> Goal of the exercise
Only the lines from the top of the data through the line with "fn main() ->" should be repeated, each exactly as written.

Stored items
*** Begin section ***
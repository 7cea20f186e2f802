//! End-to-end tests: slate JSON through normalizer, resolver and the full
//! candidate pipeline.

mod fixtures;
mod pipeline;
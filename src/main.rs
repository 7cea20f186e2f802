//! TITANIUM: rule-driven sports-betting candidate pipeline
//!
//! Entry point. Loads configuration, initialises structured logging, reads
//! one slate of already-fetched events and team profiles, runs the
//! candidate pipeline per league and prints the ledgers.

use anyhow::{Context, Result};
use std::fs;
use std::path::Path;
use tracing::info;

use titanium::config::{self, AppConfig};
use titanium::data::normalizer::QuoteNormalizer;
use titanium::data::Slate;
use titanium::strategy::{CandidatePipeline, PipelineRun};

const BANNER: &str = r#"
 _____ ___ _____ _    _   _ ___ _   _ __  __
|_   _|_ _|_   _/ \  | \ | |_ _| | | |  \/  |
  | |  | |  | |/ _ \ |  \| || || | | | |\/| |
  | |  | |  | / ___ \| |\  || || |_| | |  | |
  |_| |___| |_/_/   \_\_| \_|___|\___/|_|  |_|

  Candidate pipeline v0.1.0
"#;

fn main() -> Result<()> {
    // Load .env file if present (non-fatal if missing)
    let _ = dotenv::dotenv();

    // Configuration is optional; shipped defaults apply without it
    let config_path = std::env::var("TITANIUM_CONFIG").unwrap_or_else(|_| "config.toml".to_string());
    let cfg = if Path::new(&config_path).exists() {
        AppConfig::load(&config_path)?
    } else {
        AppConfig::default()
    };

    init_logging();
    if !cfg.output.json {
        println!("{BANNER}");
    }

    let pipeline_config = cfg
        .pipeline_config()
        .with_context(|| format!("Invalid configuration in {config_path}"))?;

    let slate_path = std::env::var("TITANIUM_SLATE")
        .ok()
        .or_else(|| std::env::args().nth(1))
        .unwrap_or_else(|| "demos/slate.json".to_string());
    let text = fs::read_to_string(&slate_path)
        .with_context(|| format!("Failed to read slate file: {slate_path}"))?;
    let slate = Slate::from_json(&text)
        .with_context(|| format!("Failed to parse slate file: {slate_path}"))?;

    info!(
        slate = %slate_path,
        raw_events = slate.events.len(),
        bookmaker = %pipeline_config.preferred_bookmaker,
        "TITANIUM starting up"
    );

    let normalizer = QuoteNormalizer::new(pipeline_config.preferred_bookmaker.clone());
    let events = normalizer.normalize_all(&slate.events);
    let books = slate.profile_books();

    let pipeline = CandidatePipeline::new(pipeline_config);
    let runs = pipeline.run_slate(&events, &books);

    if cfg.output.json {
        let rows: Vec<_> = runs.iter().flat_map(|r| r.ledger.rows()).collect();
        println!("{}", serde_json::to_string_pretty(&rows)?);
        return Ok(());
    }

    let acquired: usize = runs.iter().map(|r| r.ledger.len()).sum();
    if acquired == 0 {
        println!("NO TARGETS SURVIVED");
    } else {
        println!("TARGETS ACQUIRED: {acquired}");
    }

    for run in &runs {
        print_run(run, &cfg.output);
    }

    Ok(())
}

/// Print one league's ledger and, when enabled, its rejected view.
fn print_run(run: &PipelineRun<'_>, output: &config::OutputConfig) {
    println!();
    println!(
        "== {} == {} of {} (events {}, outcomes {})",
        run.ledger.league(),
        run.ledger.len(),
        run.ledger.limit(),
        run.events_seen,
        run.outcomes_seen,
    );
    if run.ledger.is_empty() {
        println!("NO TARGETS SURVIVED");
    } else {
        println!(
            "{:<6} {:<22} {:<44} {:<24} {:<28} {:>8} {:>6} {:>7}  {}",
            "LEAGUE", "SCHEDULED", "MATCHUP", "CATEGORY", "TARGET", "LINE", "PRICE", "SCORE", "DIRECTIVE"
        );
        for row in run.ledger.rows() {
            println!("{row}");
        }
    }

    if output.show_rejected {
        let rejected = run.rejected_matching(&output.rejected_filter);
        println!();
        println!("-- Rejected targets ({}) --", rejected.len());
        for r in rejected {
            println!("{r}");
        }
    }
}

/// Initialise the `tracing` subscriber. Logs go to stderr; ledgers own stdout.
fn init_logging() {
    use tracing_subscriber::{fmt, EnvFilter};

    let env_filter = EnvFilter::try_from_default_env()
        .unwrap_or_else(|_| EnvFilter::new("titanium=info"));

    let json_logging = std::env::var("TITANIUM_LOG_JSON").is_ok();

    if json_logging {
        fmt()
            .json()
            .with_env_filter(env_filter)
            .with_writer(std::io::stderr)
            .with_target(true)
            .with_thread_ids(true)
            .init();
    } else {
        fmt()
            .with_env_filter(env_filter)
            .with_writer(std::io::stderr)
            .with_target(true)
            .init();
    }
}
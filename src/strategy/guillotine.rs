//! Conflict resolver ("guillotine").
//!
//! Runs per event over scored candidates, in three passes:
//! 1. exact duplicates are suppressed (first arrival wins)
//! 2. any bet category held by more than one candidate loses all of them
//! 3. the survivors are capped per event, highest scores first
//!
//! Every removal becomes a `GUILLOTINE` rejection.

use std::collections::{BTreeMap, HashSet};
use std::ptr;
use tracing::debug;

use crate::types::{BetCategory, Candidate, Event, FilterVerdict, Rejection};

pub const GUILLOTINE: &str = "GUILLOTINE";

/// Two candidates for one event contradict each other when they share a
/// bet category.
fn conflict_key(c: &Candidate<'_>) -> BetCategory {
    c.outcome.category
}

/// Exact duplicates: same category and target. Props also match on stat
/// market and player; alternate side and total lines do not.
fn duplicate_key(c: &Candidate<'_>) -> (BetCategory, String, String) {
    let scope = match c.outcome.category {
        BetCategory::PlayerProp => format!(
            "{}|{}",
            c.outcome.market_key,
            c.outcome.subject.as_deref().unwrap_or_default().to_lowercase()
        ),
        _ => String::new(),
    };
    (c.outcome.category, scope, c.outcome.target.to_lowercase())
}

fn reject<'a>(c: Candidate<'a>, reason: String) -> Rejection<'a> {
    debug!(event = %c.event.id, outcome = %c.outcome, reason = %reason, "Guillotine removal");
    Rejection {
        event: c.event,
        outcome: Some(c.outcome),
        verdict: FilterVerdict::fail(GUILLOTINE, reason),
    }
}

/// Resolve conflicts across a slate, one event at a time. Events are
/// grouped by identity, not by id, and keep their order of first arrival.
pub fn resolve<'a>(
    candidates: Vec<Candidate<'a>>,
    max_per_event: Option<usize>,
) -> (Vec<Candidate<'a>>, Vec<Rejection<'a>>) {
    let mut groups: Vec<(&'a Event, Vec<Candidate<'a>>)> = Vec::new();
    for c in candidates {
        match groups.iter().position(|(event, _)| ptr::eq(*event, c.event)) {
            Some(i) => groups[i].1.push(c),
            None => groups.push((c.event, vec![c])),
        }
    }

    let mut kept = Vec::new();
    let mut rejected = Vec::new();
    for (_, group) in groups {
        let (k, r) = resolve_event(group, max_per_event);
        kept.extend(k);
        rejected.extend(r);
    }
    (kept, rejected)
}

/// Resolve the candidates of a single event.
pub fn resolve_event<'a>(
    candidates: Vec<Candidate<'a>>,
    max_per_event: Option<usize>,
) -> (Vec<Candidate<'a>>, Vec<Rejection<'a>>) {
    let mut rejected = Vec::new();

    // Duplicates
    let mut seen = HashSet::new();
    let mut unique = Vec::with_capacity(candidates.len());
    for c in candidates {
        if seen.insert(duplicate_key(&c)) {
            unique.push(c);
        } else {
            let reason = format!("DUPLICATE ({} {})", c.outcome.market_label(), c.outcome.target_display());
            rejected.push(reject(c, reason));
        }
    }

    // Contradictions
    let mut counts: BTreeMap<BetCategory, usize> = BTreeMap::new();
    for c in &unique {
        *counts.entry(conflict_key(c)).or_default() += 1;
    }
    let mut survivors = Vec::with_capacity(unique.len());
    for c in unique {
        let n = counts.get(&conflict_key(&c)).copied().unwrap_or(0);
        if n > 1 {
            let reason = format!("GUILLOTINE ({n} {} candidates)", c.outcome.category);
            rejected.push(reject(c, reason));
        } else {
            survivors.push(c);
        }
    }

    // Per-event cap
    let Some(cap) = max_per_event else {
        return (survivors, rejected);
    };
    if survivors.len() <= cap {
        return (survivors, rejected);
    }
    let mut ranked: Vec<usize> = (0..survivors.len()).collect();
    ranked.sort_by(|&a, &b| survivors[b].score.total_cmp(&survivors[a].score));
    let keep: HashSet<usize> = ranked.into_iter().take(cap).collect();

    let mut kept = Vec::with_capacity(cap);
    for (i, c) in survivors.into_iter().enumerate() {
        if keep.contains(&i) {
            kept.push(c);
        } else {
            rejected.push(reject(c, format!("EVENT CAP (max {cap})")));
        }
    }
    (kept, rejected)
}

// ---------------------------------------------------------------------------
// Tests
// ---------------------------------------------------------------------------
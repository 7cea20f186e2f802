//! Candidate pipeline: rules, edge scoring, conflict resolution and
//! diversity selection over normalized events.

pub mod diversity;
pub mod edge;
pub mod guillotine;
pub mod league;
pub mod rules;

use std::collections::{BTreeMap, BTreeSet};
use tracing::{debug, info};

use crate::data::profiles::ProfileBook;
use crate::types::{Candidate, Event, FilterVerdict, League, Ledger, Rejection};
use edge::{project_margin, EdgeScorer, ScoringInputs};
use league::{LeagueRules, MissingProfilePolicy, PipelineConfig};
use rules::{check_bans, directional_mismatch, run_gauntlet, RuleContext};

pub const PROFILE_GATE: &str = "PROFILE GATE";

// ---------------------------------------------------------------------------
// Run output
// ---------------------------------------------------------------------------

/// Everything one league run produced.
#[derive(Debug, Clone)]
pub struct PipelineRun<'a> {
    pub ledger: Ledger<'a>,
    /// Every outcome that did not make it past the conflict resolver,
    /// with the verdict that stopped it.
    pub rejected: Vec<Rejection<'a>>,
    pub events_seen: usize,
    pub outcomes_seen: usize,
}

impl<'a> PipelineRun<'a> {
    /// Rejections whose reason contains `needle` (case-insensitive). An
    /// empty needle matches everything.
    pub fn rejected_matching(&self, needle: &str) -> Vec<&Rejection<'a>> {
        let needle = needle.to_lowercase();
        self.rejected
            .iter()
            .filter(|r| r.verdict.reason.to_lowercase().contains(&needle))
            .collect()
    }
}

// ---------------------------------------------------------------------------
// Orchestrator
// ---------------------------------------------------------------------------

/// Normalized events in, one ledger per league out.
///
/// Construct once from a `PipelineConfig`; `run` is a pure function of its
/// inputs, so repeated runs over the same slate yield the same ledger.
pub struct CandidatePipeline {
    config: PipelineConfig,
}

impl CandidatePipeline {
    pub fn new(config: PipelineConfig) -> Self {
        Self { config }
    }

    pub fn config(&self) -> &PipelineConfig {
        &self.config
    }

    /// Run every league present in `events`, in league order.
    pub fn run_slate<'a>(
        &self,
        events: &'a [Event],
        books: &BTreeMap<League, ProfileBook>,
    ) -> Vec<PipelineRun<'a>> {
        let empty = ProfileBook::default();
        let leagues: BTreeSet<League> = events.iter().map(|e| e.league).collect();
        leagues
            .into_iter()
            .map(|league| self.run(league, events, books.get(&league).unwrap_or(&empty)))
            .collect()
    }

    /// Run one league. Events from other leagues are ignored.
    ///
    /// Steps:
    /// 1. Event gates: hard ban, then profile coverage.
    /// 2. Per-outcome rule gauntlet.
    /// 3. Edge scoring.
    /// 4. Conflict resolution per event.
    /// 5. Diversity draft into the ledger.
    pub fn run<'a>(&self, league: League, events: &'a [Event], book: &ProfileBook) -> PipelineRun<'a> {
        let rules = self.config.rules_for(league);
        let scorer = EdgeScorer::new(&rules);

        let mut rejected: Vec<Rejection<'a>> = Vec::new();
        let mut candidates: Vec<Candidate<'a>> = Vec::new();
        let mut events_seen = 0;
        let mut outcomes_seen = 0;

        for event in events.iter().filter(|e| e.league == league) {
            events_seen += 1;
            outcomes_seen += event.outcomes.len();

            // Step 1 – event gates
            let ban = check_bans(event, &self.config.ban_list);
            if !ban.passed {
                reject_event(event, ban, &mut rejected);
                continue;
            }

            let home_found = book.resolve(&event.home);
            let away_found = book.resolve(&event.away);
            if let Some(gate) = profile_gate(&rules, event, home_found.is_some(), away_found.is_some()) {
                reject_event(event, gate, &mut rejected);
                continue;
            }
            let home = home_found.unwrap_or(&rules.neutral_profile);
            let away = away_found.unwrap_or(&rules.neutral_profile);
            let projection = rules
                .margin_model()
                .map(|m| project_margin(home, away, m.home_court_bonus));

            let ctx = RuleContext {
                rules: &rules,
                ban_list: &self.config.ban_list,
                home: Some(home),
                away: Some(away),
                projection,
            };

            for outcome in &event.outcomes {
                // Step 2 – rule gauntlet
                let verdicts = match run_gauntlet(outcome, event, &ctx) {
                    Ok(v) => v,
                    Err(verdict) => {
                        debug!(
                            event_id = %event.id,
                            outcome = %outcome,
                            rule = verdict.rule,
                            reason = %verdict.reason,
                            "Outcome rejected"
                        );
                        rejected.push(Rejection { event, outcome: Some(outcome), verdict });
                        continue;
                    }
                };

                // Step 3 – scoring
                let inputs = ScoringInputs {
                    home,
                    away,
                    projection,
                    directional_mismatch: directional_mismatch(outcome, event, &ctx),
                };
                match scorer.score(outcome, event, &inputs) {
                    Ok(scored) => {
                        let annotations: Vec<FilterVerdict> =
                            verdicts.into_iter().filter(|v| v.flagged).collect();
                        candidates.push(Candidate {
                            event,
                            outcome,
                            score: scored.score,
                            directive: compose_directive(&scored.directive, &annotations),
                            annotations,
                        });
                    }
                    Err(verdict) => {
                        rejected.push(Rejection { event, outcome: Some(outcome), verdict });
                    }
                }
            }
        }

        let scored = candidates.len();

        // Step 4 – guillotine
        let (survivors, removed) = guillotine::resolve(candidates, rules.max_per_event);
        let guillotined = removed.len();
        rejected.extend(removed);

        // Step 5 – diversity draft
        let entries = diversity::select(survivors, &rules.buckets, rules.ledger_limit);
        let ledger = Ledger::new(league, rules.ledger_limit, entries);

        info!(
            league = %league,
            run_id = %ledger.run_id(),
            events = events_seen,
            outcomes = outcomes_seen,
            scored,
            guillotined,
            rejected = rejected.len(),
            selected = ledger.len(),
            limit = rules.ledger_limit,
            "Pipeline run complete"
        );

        PipelineRun {
            ledger,
            rejected,
            events_seen,
            outcomes_seen,
        }
    }
}

/// Profile coverage gate. Only leagues ranking sides with the margin
/// model care, and only when both sides are missing.
fn profile_gate(rules: &LeagueRules, event: &Event, home: bool, away: bool) -> Option<FilterVerdict> {
    if rules.margin_model().is_none() || home || away {
        return None;
    }
    match rules.missing_profiles {
        MissingProfilePolicy::Reject => Some(FilterVerdict::fail(
            PROFILE_GATE,
            format!("NO TEAM PROFILES ({} / {})", event.away, event.home),
        )),
        MissingProfilePolicy::LeagueAverage => None,
    }
}

/// Reject every outcome of an event with the same verdict. Events with no
/// outcomes still leave one record behind.
fn reject_event<'a>(event: &'a Event, verdict: FilterVerdict, rejected: &mut Vec<Rejection<'a>>) {
    debug!(
        event_id = %event.id,
        matchup = %event.matchup(),
        rule = verdict.rule,
        reason = %verdict.reason,
        "Event rejected"
    );
    if event.outcomes.is_empty() {
        rejected.push(Rejection { event, outcome: None, verdict });
        return;
    }
    for outcome in &event.outcomes {
        rejected.push(Rejection {
            event,
            outcome: Some(outcome),
            verdict: verdict.clone(),
        });
    }
}

fn compose_directive(scored: &str, annotations: &[FilterVerdict]) -> String {
    let mut directive = scored.to_string();
    for a in annotations {
        directive.push_str(" | ");
        directive.push_str(&a.reason);
    }
    directive
}

// ---------------------------------------------------------------------------
// Tests
// ---------------------------------------------------------------------------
*** End section ***
> Result of this exercise
repository 7cea20f186e2f802
//! End-to-end tests: slate JSON through normalizer, resolver and the full
//! candidate pipeline.

mod fixtures;
mod pipeline;
filename src/main.rs
repository 7cea20f186e2f802
//! TITANIUM: rule-driven sports-betting candidate pipeline
//!
//! Entry point. Loads configuration, initialises structured logging, reads
//! one slate of already-fetched events and team profiles, runs the
//! candidate pipeline per league and prints the ledgers.

use anyhow::{Context, Result};
use std::fs;
use std::path::Path;
use tracing::info;

use titanium::config::{self, AppConfig};
use titanium::data::normalizer::QuoteNormalizer;
use titanium::data::Slate;
use titanium::strategy::{CandidatePipeline, PipelineRun};

const BANNER: &str = r#"
 _____ ___ _____ _    _   _ ___ _   _ __  __
|_   _|_ _|_   _/ \  | \ | |_ _| | | |  \/  |
  | |  | |  | |/ _ \ |  \| || || | | | |\/| |
  | |  | |  | / ___ \| |\  || || |_| | |  | |
  |_| |___| |_/_/   \_\_| \_|___|\___/|_|  |_|

  Candidate pipeline v0.1.0
"#;

fn main() -> Result<()> {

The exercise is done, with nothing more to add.